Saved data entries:
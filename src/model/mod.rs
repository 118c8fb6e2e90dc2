//! Canonical data model (§3). These are plain data types — the transport
//! codecs (warp JSON, the ESMTP line parser) and the processors are the only
//! code allowed to construct them.

pub mod channel;
pub mod community;
pub mod email;
pub mod event;
pub mod webhook;

pub use channel::*;
pub use community::*;
pub use email::*;
pub use event::*;
pub use webhook::*;

use serde::{Deserialize, Serialize};

/// Threat level scale shared by the email vector and every channel
/// processor's verdict, from `unknown` (no consensus available) up through
/// `critical`.
#[derive(Debug, Clone, Copy, PartialEq, Eq, Serialize, Deserialize)]
#[serde(rename_all = "lowercase")]
pub enum ThreatLevel {
    Unknown,
    Minimal,
    Low,
    Medium,
    High,
    Critical,
}

impl std::fmt::Display for ThreatLevel {
    fn fmt(&self, f: &mut std::fmt::Formatter<'_>) -> std::fmt::Result {
        let s = match self {
            ThreatLevel::Unknown => "unknown",
            ThreatLevel::Minimal => "minimal",
            ThreatLevel::Low => "low",
            ThreatLevel::Medium => "medium",
            ThreatLevel::High => "high",
            ThreatLevel::Critical => "critical",
        };
        write!(f, "{s}")
    }
}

* _Problem requirements_: Return every line above in which the string "email" occurs.

* _Answer box_:
pub mod email;
pub use email::*;
/// Threat level scale shared by the email vector and every channel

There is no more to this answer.